[Items listed in a dataset]
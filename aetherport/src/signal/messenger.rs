use std::{future::Future, sync::Arc};

use serde::{Deserialize, Serialize};
use tokio::sync::{mpsc, Mutex};
use tokio_util::sync::CancellationToken;
use tracing::{debug, warn};

use crate::{messenger::Messenger, signal::Signal, Error};

const TYPE_OFFER: &str = "OFFER";
const TYPE_ANSWER: &str = "ANSWER";
const TYPE_ICE_CANDIDATE: &str = "ICE_CANDIDATE";

#[derive(Debug, Serialize, Deserialize)]
struct SignalMessage {
    #[serde(rename = "type")]
    kind: String,
    data: String,
}

/// Signalling over a [`Messenger`], usually the encrypted channel to the peer.
///
/// A single read loop deserializes incoming JSON records and dispatches them
/// into one queue per message type; `recv_*` callers block on the matching
/// queue. Closing stops the loop and closes the underlying messenger, which
/// unblocks every waiting caller.
pub struct SignalMessenger<M: Messenger> {
    inner: Arc<M>,
    offer_rx: Mutex<mpsc::Receiver<String>>,
    answer_rx: Mutex<mpsc::Receiver<String>>,
    candidate_rx: Mutex<mpsc::Receiver<String>>,
    token: CancellationToken,
}

impl<M: Messenger + 'static> SignalMessenger<M> {
    pub fn new(inner: M) -> Self {
        let inner = Arc::new(inner);
        let (offer_tx, offer_rx) = mpsc::channel(8);
        let (answer_tx, answer_rx) = mpsc::channel(8);
        let (candidate_tx, candidate_rx) = mpsc::channel(8);
        let token = CancellationToken::new();

        tokio::spawn(read_loop(
            Arc::clone(&inner),
            offer_tx,
            answer_tx,
            candidate_tx,
            token.clone(),
        ));

        Self {
            inner,
            offer_rx: Mutex::new(offer_rx),
            answer_rx: Mutex::new(answer_rx),
            candidate_rx: Mutex::new(candidate_rx),
            token,
        }
    }

    async fn send_message(&self, kind: &str, data: String) -> Result<(), Error> {
        let msg = SignalMessage {
            kind: kind.to_string(),
            data,
        };
        let b = serde_json::to_vec(&msg).map_err(|error| Error::Signal(error.to_string()))?;
        self.inner.send(&b).await
    }
}

async fn read_loop<M: Messenger>(
    inner: Arc<M>,
    offer_tx: mpsc::Sender<String>,
    answer_tx: mpsc::Sender<String>,
    candidate_tx: mpsc::Sender<String>,
    token: CancellationToken,
) {
    loop {
        let b = tokio::select! {
            _ = token.cancelled() => break,
            b = inner.recv() => match b {
                Ok(b) => b,
                Err(error) => {
                    debug!("signal read loop ended: {error}");
                    break;
                }
            },
        };

        let msg: SignalMessage = match serde_json::from_slice(&b) {
            Ok(msg) => msg,
            Err(_) => {
                warn!("signal: received unknown message: {}", String::from_utf8_lossy(&b));
                continue;
            }
        };

        let queue = match msg.kind.as_str() {
            TYPE_OFFER => &offer_tx,
            TYPE_ANSWER => &answer_tx,
            TYPE_ICE_CANDIDATE => &candidate_tx,
            other => {
                warn!("signal: received unknown message type: {other}");
                continue;
            }
        };

        tokio::select! {
            _ = token.cancelled() => break,
            sent = queue.send(msg.data) => {
                if sent.is_err() {
                    break;
                }
            }
        }
    }
}

async fn recv_queue(queue: &Mutex<mpsc::Receiver<String>>) -> Result<String, Error> {
    queue.lock().await.recv().await.ok_or(Error::StreamClosed)
}

impl<M: Messenger + 'static> Signal for SignalMessenger<M> {
    fn send_offer(&self, offer: &str) -> impl Future<Output = Result<(), Error>> + Send {
        self.send_message(TYPE_OFFER, offer.to_string())
    }

    fn recv_offer(&self) -> impl Future<Output = Result<String, Error>> + Send {
        recv_queue(&self.offer_rx)
    }

    fn send_answer(&self, answer: &str) -> impl Future<Output = Result<(), Error>> + Send {
        self.send_message(TYPE_ANSWER, answer.to_string())
    }

    fn recv_answer(&self) -> impl Future<Output = Result<String, Error>> + Send {
        recv_queue(&self.answer_rx)
    }

    fn supports_trickle(&self) -> bool {
        true
    }

    fn send_candidate(&self, candidate: &str) -> impl Future<Output = Result<(), Error>> + Send {
        self.send_message(TYPE_ICE_CANDIDATE, candidate.to_string())
    }

    fn recv_candidate(&self) -> impl Future<Output = Result<String, Error>> + Send {
        recv_queue(&self.candidate_rx)
    }

    fn close(&self) -> impl Future<Output = Result<(), Error>> + Send {
        self.token.cancel();
        self.inner.close()
    }
}

#[cfg(test)]
mod tests {
    use super::SignalMessenger;
    use crate::{
        messenger::{ChunkedMessenger, Messenger},
        signal::Signal,
    };

    fn pair() -> (
        SignalMessenger<ChunkedMessenger<tokio::io::DuplexStream>>,
        SignalMessenger<ChunkedMessenger<tokio::io::DuplexStream>>,
    ) {
        let (near, far) = tokio::io::duplex(64 * 1024);
        (
            SignalMessenger::new(ChunkedMessenger::new(near)),
            SignalMessenger::new(ChunkedMessenger::new(far)),
        )
    }

    #[tokio::test]
    async fn offer_answer_and_candidates_are_dispatched_by_type() {
        let (egress, ingress) = pair();

        egress.send_offer("v=0 offer").await.unwrap();
        egress.send_candidate("{\"candidate\":\"one\"}").await.unwrap();
        egress.send_candidate("{\"candidate\":\"two\"}").await.unwrap();

        // Candidates may arrive before the offer is consumed and vice versa.
        assert_eq!(ingress.recv_candidate().await.unwrap(), "{\"candidate\":\"one\"}");
        assert_eq!(ingress.recv_offer().await.unwrap(), "v=0 offer");
        assert_eq!(ingress.recv_candidate().await.unwrap(), "{\"candidate\":\"two\"}");

        ingress.send_answer("v=0 answer").await.unwrap();
        assert_eq!(egress.recv_answer().await.unwrap(), "v=0 answer");
    }

    #[tokio::test]
    async fn unknown_messages_are_skipped() {
        let (near, far) = tokio::io::duplex(64 * 1024);
        let raw = ChunkedMessenger::new(near);
        let ingress = SignalMessenger::new(ChunkedMessenger::new(far));

        raw.send(b"not json at all").await.unwrap();
        raw.send(b"{\"type\":\"MYSTERY\",\"data\":\"x\"}").await.unwrap();
        raw.send(b"{\"type\":\"OFFER\",\"data\":\"the offer\"}").await.unwrap();

        assert_eq!(ingress.recv_offer().await.unwrap(), "the offer");
    }

    #[tokio::test]
    async fn close_unblocks_waiting_receivers() {
        let (egress, ingress) = pair();

        let waiter = tokio::spawn(async move { ingress.recv_offer().await });
        egress.close().await.unwrap();

        let result = tokio::time::timeout(std::time::Duration::from_secs(2), waiter)
            .await
            .expect("recv_offer should unblock on close")
            .unwrap();
        assert!(result.is_err());
    }
}
use std::{path::PathBuf, sync::Arc};

use aetherport::{
    beacon::{run_beacon_egress, run_beacon_ingress, BeaconServer},
    peer::PeerTransport,
    proxy::{EgressProxy, IngressProxy},
    signal::SignalTty,
    Endpoint, EndpointAuthorizer,
};
use aetherport_identity::{
    certificate_from_pem, certificate_to_pem, ed25519_private_key_from_pem, ed25519_private_key_to_pem, generate_ca,
    generate_leaf, re_sign, x25519_private_key_from_pem, x25519_private_key_to_pem, CaPool, Certificate, Identity, Label,
};
use anyhow::{bail, Context};
use chrono::Utc;
use clap::{Args, Parser, Subcommand, ValueEnum};
use tokio_util::sync::CancellationToken;
use tracing::warn;

#[derive(Parser)]
#[command(name = "aetherport", version, about = "peer-to-peer TCP tunnels over WebRTC")]
pub struct Cli {
    #[command(subcommand)]
    pub command: Command,
}

#[derive(Subcommand)]
pub enum Command {
    /// Start a tunnel proxy (egress with --forward, ingress with --allow).
    Proxy(ProxyArgs),
    /// Run the beacon rendezvous server.
    Signal(SignalArgs),
    /// Generate and re-sign certificates.
    #[command(subcommand)]
    Cert(CertCommand),
}

#[derive(Clone, Copy, PartialEq, Eq, ValueEnum)]
pub enum SignalType {
    /// Exchange SDP manually through the terminal.
    Tty,
    /// Rendezvous through a beacon server.
    Beacon,
}

#[derive(Args)]
pub struct ProxyArgs {
    /// Local to remote endpoint mappings.
    #[arg(short = 'f', long = "forward", value_name = "LOCAL-IP:LOCAL-PORT:REMOTE-IP:REMOTE-PORT")]
    pub forwards: Vec<String>,

    /// Remote endpoints the egress is allowed to reach through this ingress.
    #[arg(short = 'w', long = "allow", value_name = "IP:PORT")]
    pub allows: Vec<String>,

    #[arg(short = 't', long = "signal-type", value_enum, default_value = "tty")]
    pub signal_type: SignalType,

    /// Beacon URL used by the ingress to register itself.
    #[arg(long = "beacon-base-url")]
    pub beacon_base_url: Option<String>,

    /// Beacon ingress URL used by the egress to attach.
    #[arg(long = "beacon-ingress-url")]
    pub beacon_ingress_url: Option<String>,

    /// Path to the private key. Not used with tty signalling.
    #[arg(long = "key")]
    pub key_file: Option<PathBuf>,

    /// Path to the certificate. Not used with tty signalling.
    #[arg(long = "cert")]
    pub cert_file: Option<PathBuf>,

    /// Path to one or more concatenated trusted CA certificates.
    #[arg(long = "cacert")]
    pub ca_cert_file: Option<PathBuf>,

    /// ICE servers to use for address discovery.
    #[arg(long = "ice-server", value_name = "[stun|stuns|turn|turns]://<host>:<port>")]
    pub ice_servers: Vec<String>,
}

#[derive(Args)]
pub struct SignalArgs {
    #[arg(short = 'l', long = "listen-addr", default_value = "0.0.0.0:8080")]
    pub listen_addr: String,
}

#[derive(Subcommand)]
pub enum CertCommand {
    /// Generate a leaf certificate, creating a default CA if none exists.
    Generate(GenerateArgs),
    /// Generate a self-signed CA certificate.
    GenerateCa(GenerateCaArgs),
    /// Re-sign an existing certificate with a fresh validity window.
    ReSign(ReSignArgs),
}

#[derive(Args)]
pub struct GenerateArgs {
    /// Where to save the private key; defaults to <name>-key.pem.
    #[arg(long = "key")]
    pub key_file: Option<PathBuf>,
    /// Where to save the certificate; defaults to <name>-cert.pem.
    #[arg(long = "cert")]
    pub cert_file: Option<PathBuf>,
    #[arg(long = "cakey", default_value = "cakey.pem")]
    pub ca_key_file: PathBuf,
    #[arg(long = "cacert", default_value = "cacert.pem")]
    pub ca_cert_file: PathBuf,

    /// The name represented by this certificate.
    #[arg(long)]
    pub name: String,
    /// Arbitrary key=value labels.
    #[arg(long = "label")]
    pub labels: Vec<String>,
    /// Validity, e.g. 30m, 24h, 365d. Defaults to the CA's remaining lifetime.
    #[arg(long)]
    pub duration: Option<String>,
}

#[derive(Args)]
pub struct GenerateCaArgs {
    #[arg(long = "cakey", default_value = "cakey.pem")]
    pub ca_key_file: PathBuf,
    #[arg(long = "cacert", default_value = "cacert.pem")]
    pub ca_cert_file: PathBuf,

    /// The name represented by this certificate.
    #[arg(long)]
    pub name: String,
    #[arg(long = "label")]
    pub labels: Vec<String>,
    /// Validity, e.g. 8760h.
    #[arg(long, default_value = "8760h")]
    pub duration: String,
}

#[derive(Args)]
pub struct ReSignArgs {
    #[arg(long = "cert", default_value = "cert.pem")]
    pub cert_file: PathBuf,
    #[arg(long = "cakey", default_value = "cakey.pem")]
    pub ca_key_file: PathBuf,
    #[arg(long = "cacert", default_value = "cacert.pem")]
    pub ca_cert_file: PathBuf,

    /// New validity; defaults to the certificate's previous lifetime.
    #[arg(long)]
    pub duration: Option<String>,
}

pub async fn run(cli: Cli) -> anyhow::Result<()> {
    match cli.command {
        Command::Proxy(args) => run_proxy(args).await,
        Command::Signal(args) => run_signal(args).await,
        Command::Cert(command) => run_cert(command),
    }
}

async fn run_proxy(args: ProxyArgs) -> anyhow::Result<()> {
    match args.signal_type {
        SignalType::Tty => run_proxy_tty(args).await,
        SignalType::Beacon => run_proxy_beacon(args).await,
    }
}

async fn run_proxy_tty(args: ProxyArgs) -> anyhow::Result<()> {
    let token = CancellationToken::new();
    let peer = PeerTransport::new(&args.ice_servers).await?;

    if !args.allows.is_empty() {
        let proxy = IngressProxy::new(SignalTty::new(), peer, EndpointAuthorizer::new(args.allows));
        proxy.run(token).await.context("ingress proxy failed")?;
    } else if !args.forwards.is_empty() {
        let proxy = EgressProxy::new(SignalTty::new(), peer, parse_endpoints(&args.forwards)?);
        proxy.run(token).await.context("egress proxy failed")?;
    } else {
        bail!("either specify --forward or --allow");
    }

    Ok(())
}

async fn run_proxy_beacon(args: ProxyArgs) -> anyhow::Result<()> {
    let identity = Arc::new(load_identity(&args)?);
    let token = CancellationToken::new();

    let mut tasks = tokio::task::JoinSet::new();
    if !args.allows.is_empty() {
        let base_url = args
            .beacon_base_url
            .clone()
            .context("--beacon-base-url is required to run a beacon ingress")?;
        let identity = Arc::clone(&identity);
        let authorizer = EndpointAuthorizer::new(args.allows.clone());
        let ice_servers = args.ice_servers.clone();
        let token = token.child_token();
        tasks.spawn(async move {
            run_beacon_ingress(&base_url, identity, authorizer, ice_servers, token)
                .await
                .context("beacon ingress failed")
        });
    }
    if !args.forwards.is_empty() {
        let ingress_url = args
            .beacon_ingress_url
            .clone()
            .context("--beacon-ingress-url is required to run a beacon egress")?;
        let identity = Arc::clone(&identity);
        let endpoints = parse_endpoints(&args.forwards)?;
        let ice_servers = args.ice_servers.clone();
        let token = token.child_token();
        tasks.spawn(async move {
            run_beacon_egress(&ingress_url, identity, endpoints, ice_servers, token)
                .await
                .context("beacon egress failed")
        });
    }
    if tasks.is_empty() {
        bail!("either specify --forward or --allow");
    }

    while let Some(result) = tasks.join_next().await {
        if let Err(error) = result? {
            warn!("{error:#}");
        }
    }
    Ok(())
}

async fn run_signal(args: SignalArgs) -> anyhow::Result<()> {
    let listener = tokio::net::TcpListener::bind(&args.listen_addr)
        .await
        .with_context(|| format!("cannot listen on {}", args.listen_addr))?;
    BeaconServer::new().serve(listener).await?;
    Ok(())
}

fn run_cert(command: CertCommand) -> anyhow::Result<()> {
    match command {
        CertCommand::GenerateCa(args) => generate_ca_files(&args),
        CertCommand::Generate(args) => generate_leaf_files(&args),
        CertCommand::ReSign(args) => re_sign_files(&args),
    }
}

fn generate_ca_files(args: &GenerateCaArgs) -> anyhow::Result<()> {
    let duration = parse_duration(&args.duration)?;
    let (key, cert) = generate_ca(&args.name, parse_labels(&args.labels)?, Utc::now(), duration)?;

    write_new(&args.ca_key_file, ed25519_private_key_to_pem(&key))?;
    write_new(&args.ca_cert_file, certificate_to_pem(&cert)?)?;
    Ok(())
}

fn generate_leaf_files(args: &GenerateArgs) -> anyhow::Result<()> {
    if !args.ca_key_file.exists() && !args.ca_cert_file.exists() {
        generate_ca_files(&GenerateCaArgs {
            ca_key_file: args.ca_key_file.clone(),
            ca_cert_file: args.ca_cert_file.clone(),
            name: "aetherport.ca".to_string(),
            labels: Vec::new(),
            duration: "8760h".to_string(),
        })?;
    }

    let (ca_key, ca_cert) = load_ca(&args.ca_key_file, &args.ca_cert_file)?;

    let now = Utc::now();
    let duration = match &args.duration {
        Some(duration) => parse_duration(duration)?,
        None => ca_cert.details.not_after - now - chrono::Duration::seconds(1),
    };
    let (key, cert) = generate_leaf(&args.name, parse_labels(&args.labels)?, now, duration, &ca_key, &ca_cert)?;

    let key_file = args.key_file.clone().unwrap_or_else(|| format!("{}-key.pem", args.name).into());
    let cert_file = args.cert_file.clone().unwrap_or_else(|| format!("{}-cert.pem", args.name).into());
    write_new(&key_file, x25519_private_key_to_pem(&key))?;
    write_new(&cert_file, certificate_to_pem(&cert)?)?;
    Ok(())
}

fn re_sign_files(args: &ReSignArgs) -> anyhow::Result<()> {
    let (ca_key, ca_cert) = load_ca(&args.ca_key_file, &args.ca_cert_file)?;

    let pem = std::fs::read(&args.cert_file).with_context(|| format!("open {} failed", args.cert_file.display()))?;
    let (cert, _) = certificate_from_pem(&pem)?;

    let duration = args.duration.as_deref().map(parse_duration).transpose()?;
    let renewed = re_sign(&cert, Utc::now(), duration, &ca_key, &ca_cert)?;

    std::fs::write(&args.cert_file, certificate_to_pem(&renewed)?)
        .with_context(|| format!("write {} failed", args.cert_file.display()))?;
    Ok(())
}

fn load_ca(key_file: &PathBuf, cert_file: &PathBuf) -> anyhow::Result<(Vec<u8>, Certificate)> {
    let pem = std::fs::read(key_file).with_context(|| format!("open CA key {} failed", key_file.display()))?;
    let (key, _) = ed25519_private_key_from_pem(&pem)?;

    let pem = std::fs::read(cert_file).with_context(|| format!("open CA certificate {} failed", cert_file.display()))?;
    let (cert, _) = certificate_from_pem(&pem)?;

    Ok((key, cert))
}

fn load_identity(args: &ProxyArgs) -> anyhow::Result<Identity> {
    let key_file = args.key_file.as_ref().context("--key is required for beacon signalling")?;
    let cert_file = args.cert_file.as_ref().context("--cert is required for beacon signalling")?;
    let ca_cert_file = args.ca_cert_file.as_ref().context("--cacert is required for beacon signalling")?;

    let pem = std::fs::read(key_file).with_context(|| format!("open private key {} failed", key_file.display()))?;
    let (key, _) = x25519_private_key_from_pem(&pem)?;

    let pem = std::fs::read(cert_file).with_context(|| format!("open certificate {} failed", cert_file.display()))?;
    let (cert, _) = certificate_from_pem(&pem)?;
    cert.verify_private_key(&key)?;

    let pem = std::fs::read(ca_cert_file).with_context(|| format!("open CA bundle {} failed", ca_cert_file.display()))?;
    let (pool, expired) = CaPool::from_pem(&pem)?;
    for fingerprint in expired {
        warn!("trusted CA {fingerprint} is expired; peers signed by it will be rejected");
    }

    Ok(Identity::new(key, cert, Arc::new(pool))?)
}

fn parse_endpoints(specs: &[String]) -> anyhow::Result<Vec<Endpoint>> {
    specs
        .iter()
        .map(|spec| spec.parse::<Endpoint>().map_err(Into::into))
        .collect()
}

fn parse_labels(labels: &[String]) -> anyhow::Result<Vec<Label>> {
    labels
        .iter()
        .map(|label| label.parse::<Label>().map_err(Into::into))
        .collect()
}

/// Parses durations of the form `90s`, `30m`, `24h` or `365d`.
fn parse_duration(s: &str) -> anyhow::Result<chrono::Duration> {
    let s = s.trim();
    let (value, unit) = s.split_at(s.len().saturating_sub(1));
    let value: i64 = value.parse().with_context(|| format!("invalid duration: {s}"))?;

    match unit {
        "s" => Ok(chrono::Duration::seconds(value)),
        "m" => Ok(chrono::Duration::minutes(value)),
        "h" => Ok(chrono::Duration::hours(value)),
        "d" => Ok(chrono::Duration::days(value)),
        _ => bail!("invalid duration unit in {s}, expected one of s, m, h, d"),
    }
}

fn write_new(path: &PathBuf, contents: String) -> anyhow::Result<()> {
    use std::io::Write;

    let mut file = std::fs::OpenOptions::new()
        .write(true)
        .create_new(true)
        .open(path)
        .with_context(|| format!("preparing {} for writing failed", path.display()))?;
    file.write_all(contents.as_bytes())
        .with_context(|| format!("writing {} failed", path.display()))?;
    Ok(())
}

• _Task_:
Where a line of the records above holds the word "Mutex", count it; give the total as a single number and nothing else.

• _Output for this task_:
8